Fri., April 12, 2013 12:45pm (EDT)

Ryan Says He's 'Cautiously Optimistic' On A Bipartisan Budget Deal
By Scott Neuman
Updated: 1 year ago

Wisconsin Rep. Paul Ryan speaks about his new budget plan after a March 19 party conference.
Wisconsin Rep. Paul Ryan speaks about his new budget plan after a March 19 party conference.
House Budget Committee Chairman Paul Ryan tells NPR that he's "cautiously optimistic" that a budget deal can be reached with the White House.

Speaking to NPR a day after President Obama unveiled a 2014 budget proposal that includes cuts to Social Security and Medicare, as well as tax increases and new investments in education and infrastructure, Ryan said he was encouraged by the broad outlines from the White House.

"This is the first time in this presidency that I have seen a chance at a bipartisan budget agreement, so I am cautiously optimistic about that," Ryan said in the interview scheduled to be aired on Friday's Morning Edition.

He called the president's plan an "olive branch" to Republicans.

The 2014 White House budget plan, issued two months behind schedule, includes a $744 billion deficit for the year and $3.77 trillion in total spending. By contrast, the Republican budget calls for deep cuts in spending aimed at balancing the budget in a decade without raising taxes.

"Do I sense a different attitude from the White House? Do I sense a different attitude in the Senate Democrats who've for the first time in four years passed a budget? Yeah, I do," Ryan said.

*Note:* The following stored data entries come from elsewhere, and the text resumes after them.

//! Control channel between a session's callers and its worker
//!
//! The caller side (`ControlHandle`) applies pause/resume/stop requests to a
//! watch channel. The worker side (`ControlToken`) observes the latest state
//! at its checkpoints and parks while paused.

use std::sync::Arc;

use follownet_common::{ControlSignal, ControlState};
use serde::Serialize;
use tokio::sync::{mpsc, watch};

/// Result of a control request
#[derive(Debug, Clone, Copy, PartialEq, Eq, Serialize)]
pub struct ControlOutcome {
    /// Whether the request changed the state
    pub accepted: bool,
    /// State after the request
    pub state: ControlState,
}

/// What a worker should do after a checkpoint
#[derive(Debug, Clone, Copy, PartialEq, Eq)]
pub enum Checkpoint {
    Continue,
    Stop,
}

/// Caller side of a session's control state
#[derive(Debug, Clone)]
pub struct ControlHandle {
    state: Arc<watch::Sender<ControlState>>,
    acks: mpsc::UnboundedSender<ControlState>,
}

impl ControlHandle {
    /// New handle in `Running`, plus the receiver of accepted transitions
    pub fn new() -> (Self, mpsc::UnboundedReceiver<ControlState>) {
        let (state, _) = watch::channel(ControlState::Running);
        let (acks, ack_rx) = mpsc::unbounded_channel();
        (
            Self {
                state: Arc::new(state),
                acks,
            },
            ack_rx,
        )
    }

    pub fn state(&self) -> ControlState {
        *self.state.borrow()
    }

    /// Worker-side view of this handle
    pub fn token(&self) -> ControlToken {
        ControlToken {
            rx: self.state.subscribe(),
        }
    }

    /// Apply a caller's request
    ///
    /// Accepted transitions are queued for acknowledgement on the session
    /// stream in the order they were applied. Invalid requests leave the
    /// state untouched and report `accepted: false`.
    pub fn request(&self, signal: ControlSignal) -> ControlOutcome {
        self.transition(signal, true)
    }

    /// Stop requested by the session itself (limit reached, client gone)
    pub(crate) fn request_internal_stop(&self) -> ControlOutcome {
        self.transition(ControlSignal::Stop, false)
    }

    /// Worker has exited; no further transitions are possible
    pub(crate) fn mark_stopped(&self) {
        self.state.send_replace(ControlState::Stopped);
    }

    fn transition(&self, signal: ControlSignal, acknowledge: bool) -> ControlOutcome {
        let mut accepted = false;
        self.state.send_if_modified(|state| match state.apply(signal) {
            Some(next) => {
                *state = next;
                accepted = true;
                if acknowledge {
                    // Receiver lives as long as the session driver
                    let _ = self.acks.send(next);
                }
                true
            }
            None => false,
        });
        ControlOutcome {
            accepted,
            state: self.state(),
        }
    }
}

/// Worker side of a session's control state
#[derive(Debug, Clone)]
pub struct ControlToken {
    rx: watch::Receiver<ControlState>,
}

impl ControlToken {
    pub fn state(&self) -> ControlState {
        *self.rx.borrow()
    }

    pub fn is_stopping(&self) -> bool {
        self.state().is_stopping()
    }

    /// Suspension point for extractors
    ///
    /// Returns immediately while running, parks without polling while paused
    /// and reports `Stop` once a stop was requested.
    pub async fn checkpoint(&mut self) -> Checkpoint {
        loop {
            let state = *self.rx.borrow_and_update();
            match state {
                ControlState::Running => return Checkpoint::Continue,
                ControlState::Stopping | ControlState::Stopped => return Checkpoint::Stop,
                ControlState::Paused => {
                    if self.rx.changed().await.is_err() {
                        return Checkpoint::Stop;
                    }
                }
            }
        }
    }
}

"I do think that we have a better opportunity this year than I've seen in a number of years of getting a down payment" on the deficit, he added.

But Ryan criticized the proposal for never coming into balance and for increasing taxes to fund more spending on government programs instead of paying down the debt.

"I don't really see that in the aggregate as a compromise. I see some component parts within this budget as a move toward compromise," Ryan said.

"I wish we could do more because I want to make sure that Medicare is permanently solvent, not just for my mom but for my kids. I want to make sure that the promises government is making to people are promises people can count on. And right now, that's just not the case," he said.